Diamond growled, “I told you men that this is not a kill party. Now listen up. We’re going to enter a place. Get that? Once we’re all inside, the blindfolds come off and you will receive instructions as to what to do next. Follow those instructions to the letter, or you will receive bullets. But not in the back. We will just blow your stupid brains out on the spot. Get me?”
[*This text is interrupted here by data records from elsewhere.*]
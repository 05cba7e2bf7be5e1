//! Time construction and accessors.
use super::builder::Bound;
use super::eval::{Scope, arg_datum, eval_datum, opt_bound, opt_string};
use super::term::{Call, Op};
use super::value::Value;
use crate::datum::{Datum, time};
use crate::errors::DbError;
use chrono::{DateTime, Datelike, FixedOffset, NaiveDateTime, TimeZone, Timelike};

fn as_u32(d: &Datum) -> Result<u32, DbError> {
    let n = d.expect_index()?;
    u32::try_from(n)
        .map_err(|_| DbError::InvalidArgument(format!("Expected a non-negative integer, got {n}")))
}

fn as_i32(d: &Datum) -> Result<i32, DbError> {
    let n = d.expect_index()?;
    i32::try_from(n).map_err(|_| DbError::InvalidArgument(format!("Year {n} is out of range")))
}

/// `r.time`, `r.epoch_time` and `r.iso8601`.
pub(super) fn construct(c: &Call, scope: &Scope) -> Result<Value, DbError> {
    let t = match c.op {
        Op::EpochTime => time::from_epoch(arg_datum(c, 0, scope)?.expect_number()?, time::utc())?,
        Op::Iso8601 => {
            let text = arg_datum(c, 0, scope)?;
            let default_tz = opt_string(c, "default_timezone", scope)?;
            parse_iso8601(text.expect_str()?, default_tz.as_deref())?
        }
        _ => {
            let args =
                c.args.iter().map(|a| eval_datum(a, scope)).collect::<Result<Vec<_>, _>>()?;
            let (date, clock, tz) = match args.as_slice() {
                [y, m, d, tz] => ((y, m, d), None, tz),
                [y, m, d, h, mi, s, tz] => ((y, m, d), Some((h, mi, s)), tz),
                _ => {
                    return Err(DbError::QueryError(format!(
                        "`time` expects 4 or 7 arguments but found {}",
                        args.len()
                    )));
                }
            };
            let offset = time::parse_timezone(tz.expect_str()?)?;
            let (h, mi, s) = match clock {
                Some((h, mi, s)) => (as_u32(h)?, as_u32(mi)?, s.expect_number()?),
                None => (0, 0, 0.0),
            };
            time::make_time(as_i32(date.0)?, as_u32(date.1)?, as_u32(date.2)?, h, mi, s, offset)?
        }
    };
    Ok(Datum::Time(t).into())
}

fn parse_iso8601(text: &str, default_tz: Option<&str>) -> Result<DateTime<FixedOffset>, DbError> {
    match (time::parse_iso8601(text), default_tz) {
        (Ok(t), _) => Ok(t),
        (Err(e), None) => Err(e),
        (Err(e), Some(tz)) => {
            let offset = time::parse_timezone(tz)?;
            let naive = NaiveDateTime::parse_from_str(text, "%Y-%m-%dT%H:%M:%S%.f")
                .or_else(|_| NaiveDateTime::parse_from_str(text, "%Y-%m-%dT%H:%M"))
                .map_err(|_| e)?;
            offset.from_local_datetime(&naive).single().ok_or_else(|| {
                DbError::InvalidArgument(format!("Invalid ISO 8601 time `{text}`"))
            })
        }
    }
}

fn seconds_of(t: &DateTime<FixedOffset>) -> f64 {
    f64::from(t.second()) + f64::from(t.timestamp_subsec_millis()) / 1000.0
}

pub(super) fn apply(c: &Call, recv: Value, scope: &Scope) -> Result<Value, DbError> {
    let d = recv.into_datum(scope.array_limit())?;
    let t = *d.expect_time()?;
    let out = match c.op {
        Op::InTimezone => {
            let offset = time::parse_timezone(arg_datum(c, 1, scope)?.expect_str()?)?;
            Datum::Time(t.with_timezone(&offset))
        }
        Op::Timezone => Datum::String(time::format_timezone(t.offset())),
        Op::During => {
            let start = arg_datum(c, 1, scope)?;
            let end = arg_datum(c, 2, scope)?;
            let (start, end) = (start.expect_time()?, end.expect_time()?);
            let left = opt_bound(c, "left_bound", scope, Bound::Closed)?;
            let right = opt_bound(c, "right_bound", scope, Bound::Open)?;
            let after = if left == Bound::Closed { t >= *start } else { t > *start };
            let before = if right == Bound::Closed { t <= *end } else { t < *end };
            Datum::Bool(after && before)
        }
        Op::Date => {
            let midnight = time::make_time(t.year(), t.month(), t.day(), 0, 0, 0.0, *t.offset())?;
            Datum::Time(midnight)
        }
        Op::TimeOfDay => {
            let whole = f64::from(t.num_seconds_from_midnight());
            Datum::Number(whole + f64::from(t.timestamp_subsec_millis()) / 1000.0)
        }
        Op::Year => Datum::from(t.year()),
        Op::Month => Datum::from(t.month()),
        Op::Day => Datum::from(t.day()),
        Op::DayOfWeek => Datum::from(t.weekday().number_from_monday()),
        Op::DayOfYear => Datum::from(t.ordinal()),
        Op::Hours => Datum::from(t.hour()),
        Op::Minutes => Datum::from(t.minute()),
        Op::Seconds => Datum::Number(seconds_of(&t)),
        Op::ToIso8601 => Datum::String(time::to_iso8601(&t)),
        Op::ToEpochTime => Datum::Number(time::to_epoch(&t)),
        other => {
            return Err(DbError::QueryError(format!("`{}` is not a time operator", other.name())));
        }
    };
    Ok(out.into())
}
//! JSON wire form of query terms.
//!
//! A call is `[op, [args...], {opts...}]` (trailing empty parts may be omitted). A row field is
//! `["field", [name]]`. Any other JSON value is a literal; since arrays denote calls, literal
//! arrays are written as `["make_array", [...]]`.
use super::term::{Call, Op, Term};
use crate::datum::Datum;
use crate::errors::DbError;
use serde_json::{Map, Value};
use std::collections::BTreeMap;
use std::sync::Arc;

const FIELD: &str = "field";

/// Encodes `term` in wire form.
#[must_use]
pub fn to_wire(term: &Term) -> Value {
    match term {
        Term::Literal(Datum::Array(items)) => {
            let args = items.iter().map(|d| to_wire(&Term::Literal(d.clone()))).collect();
            Value::Array(vec![Value::String(Op::MakeArray.name()), Value::Array(args)])
        }
        Term::Literal(d) => Value::from(d.clone()),
        Term::Field(name) => Value::Array(vec![
            Value::String(FIELD.into()),
            Value::Array(vec![Value::String(name.clone())]),
        ]),
        Term::Call(c) => {
            let mut out = vec![
                Value::String(c.op.name()),
                Value::Array(c.args.iter().map(|a| to_wire(a)).collect()),
            ];
            if !c.opts.is_empty() {
                let opts: Map<String, Value> =
                    c.opts.iter().map(|(k, v)| (k.clone(), to_wire(v))).collect();
                out.push(Value::Object(opts));
            }
            Value::Array(out)
        }
    }
}

/// Decodes a wire-form value.
pub fn from_wire(value: Value) -> Result<Term, DbError> {
    let Value::Array(parts) = value else {
        return Ok(Term::Literal(Datum::from(value)));
    };
    if parts.is_empty() || parts.len() > 3 {
        return Err(DbError::QueryError(format!(
            "Expected a term `[op, [args], {{opts}}]` but found {} element(s)",
            parts.len()
        )));
    }
    let mut parts = parts.into_iter();
    let name = match parts.next() {
        Some(Value::String(s)) => s,
        other => {
            return Err(DbError::QueryError(format!(
                "Expected an operator name but found `{}`",
                other.unwrap_or_default()
            )));
        }
    };
    let args = match parts.next() {
        None => Vec::new(),
        Some(Value::Array(args)) => args,
        Some(other) => {
            return Err(DbError::QueryError(format!("Arguments of `{name}` must be an array, found `{other}`")));
        }
    };
    let opts = match parts.next() {
        None => Map::new(),
        Some(Value::Object(opts)) => opts,
        Some(other) => {
            return Err(DbError::QueryError(format!("Options of `{name}` must be an object, found `{other}`")));
        }
    };
    if name == FIELD {
        return match args.as_slice() {
            [Value::String(field)] if opts.is_empty() => Ok(Term::Field(field.clone())),
            _ => Err(DbError::QueryError("`field` expects exactly one string argument".into())),
        };
    }
    let op: Op = serde_json::from_value(Value::String(name.clone()))
        .map_err(|_| DbError::QueryError(format!("Unknown operator `{name}`")))?;
    let args = args.into_iter().map(|a| from_wire(a).map(Arc::new)).collect::<Result<Vec<_>, _>>()?;
    let opts = opts
        .into_iter()
        .map(|(k, v)| from_wire(v).map(|t| (k, Arc::new(t))))
        .collect::<Result<BTreeMap<_, _>, _>>()?;
    Ok(Term::Call(Call { op, args, opts }))
}

/// # Errors
/// Returns an error if `json` is not valid JSON or not a well-formed term.
pub fn parse_query_json(json: &str) -> Result<Term, DbError> {
    let value: Value = serde_json::from_str(json)?;
    from_wire(value)
}

#[must_use]
pub fn to_query_json(term: &Term) -> String {
    to_wire(term).to_string()
}
//! Process-wide query counters and the slow-query log.
use super::parse::to_query_json;
use super::term::Term;
use super::write::WriteResult;
use crate::utils::num::u128_to_u64_saturating;
use parking_lot::RwLock;
use sha2::{Digest, Sha256};
use std::io::Write;
use std::path::{Path, PathBuf};
use std::sync::LazyLock;
use std::sync::atomic::{AtomicU64, Ordering};

pub const METRICS_TARGET: &str = "nexusql::metrics";

const DEFAULT_SLOW_MS: u64 = 500;

#[derive(Debug, Clone)]
struct QueryLog {
    slow_ms: u64,
    /// One line per finished query when set.
    file: Option<PathBuf>,
    json_lines: bool,
}

impl Default for QueryLog {
    fn default() -> Self {
        let slow_ms = std::env::var("NEXUSQL_SLOW_QUERY_MS")
            .ok()
            .and_then(|s| s.trim().parse().ok())
            .unwrap_or(DEFAULT_SLOW_MS);
        Self { slow_ms, file: None, json_lines: true }
    }
}

#[derive(Debug, Default)]
struct Counters {
    queries: AtomicU64,
    slow_queries: AtomicU64,
    failed_queries: AtomicU64,
    documents_written: AtomicU64,
    cursors_opened: AtomicU64,
}

impl Counters {
    fn bump(counter: &AtomicU64, by: u64) {
        counter.fetch_add(by, Ordering::Relaxed);
    }

    fn exposition(&self) -> [(&'static str, u64); 5] {
        let get = |c: &AtomicU64| c.load(Ordering::Relaxed);
        [
            ("nexusql_queries_total", get(&self.queries)),
            ("nexusql_queries_slow_total", get(&self.slow_queries)),
            ("nexusql_queries_failed_total", get(&self.failed_queries)),
            ("nexusql_writes_total", get(&self.documents_written)),
            ("nexusql_cursors_opened_total", get(&self.cursors_opened)),
        ]
    }
}

#[derive(Debug, Default)]
struct Hub {
    log: RwLock<QueryLog>,
    counters: Counters,
}

static HUB: LazyLock<Hub> = LazyLock::new(Hub::default);

pub fn set_slow_query_ms(ms: u64) {
    HUB.log.write().slow_ms = ms;
}

/// Sends one line per query to `path`; `json_lines` picks JSON over `key=value` text.
pub fn set_query_log(path: PathBuf, json_lines: Option<bool>) {
    let mut log = HUB.log.write();
    log.file = Some(path);
    if let Some(json) = json_lines {
        log.json_lines = json;
    }
}

fn append_line(path: &Path, line: &str) {
    let opened = std::fs::OpenOptions::new().create(true).append(true).open(path);
    match opened {
        Ok(mut file) => {
            if let Err(e) = writeln!(file, "{line}") {
                log::debug!("query log: write failed path={}, error={e}", path.display());
            }
        }
        Err(e) => log::debug!("query log: open failed path={}, error={e}", path.display()),
    }
}

/// Stable identifier of a query: SHA-256 of its wire form.
#[must_use]
pub fn query_hash(term: &Term) -> String {
    hex::encode(Sha256::digest(to_query_json(term).as_bytes()))
}

/// Records one finished query. Slow queries are also reported on the metrics target.
pub fn log_query(hash: &str, root: &str, duration_ms: u128, ok: bool) {
    let counters = &HUB.counters;
    Counters::bump(&counters.queries, 1);
    if !ok {
        Counters::bump(&counters.failed_queries, 1);
    }
    let log = HUB.log.read().clone();
    let ms = u128_to_u64_saturating(duration_ms);
    let slow = ms >= log.slow_ms;
    if slow {
        Counters::bump(&counters.slow_queries, 1);
        log::warn!(
            target: METRICS_TARGET,
            "slow query: hash={hash}, root={root}, duration_ms={ms}, threshold_ms={}",
            log.slow_ms
        );
    }
    crate::dev6!("query hash={} root={} duration_ms={} ok={}", hash, root, ms, ok);
    let Some(path) = log.file.as_deref() else {
        return;
    };
    let ts = chrono::Utc::now().to_rfc3339_opts(chrono::SecondsFormat::Millis, true);
    let line = if log.json_lines {
        serde_json::json!({
            "ts": ts,
            "query_hash": hash,
            "root": root,
            "duration_ms": ms,
            "ok": ok,
            "slow": slow,
        })
        .to_string()
    } else {
        format!("ts={ts} query_hash={hash} root={root} duration_ms={ms} ok={ok} slow={slow}")
    };
    append_line(path, &line);
}

/// Adds every document a write considered to the write counter.
pub fn log_write(result: &WriteResult) {
    Counters::bump(&HUB.counters.documents_written, result.total());
}

pub fn log_cursor_opened() {
    Counters::bump(&HUB.counters.cursors_opened, 1);
}

/// Counters in Prometheus exposition format.
#[must_use]
pub fn metrics_text() -> String {
    HUB.counters.exposition().iter().map(|(name, value)| format!("{name} {value}\n")).collect()
}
No one said a word. The mariners were resigned to their fate or duty or whatever the vicious buccaneer band had in store for them.

Chapter XXXVII

DEVILISH REEF

EVEN IN THE smothering darkness, trailing the Diamond contingent through the tropical night was not difficult for a man such as Doc Savage.

For one thing, the group made a continual splashing with their feet. The heat and humidity also wrung the sweat from their bodies, leaving a salty-smelling trail that the bronze man’s sensitive nostrils could follow with ease.

Doc did not use his flashlight in stalking them. He dared not. Although he was enveloped in the translucent garment that reduced him to nothing more than two floating yellowish eye spots, the bronze man knew that worried men moving in the darkness frequently glanced behind them.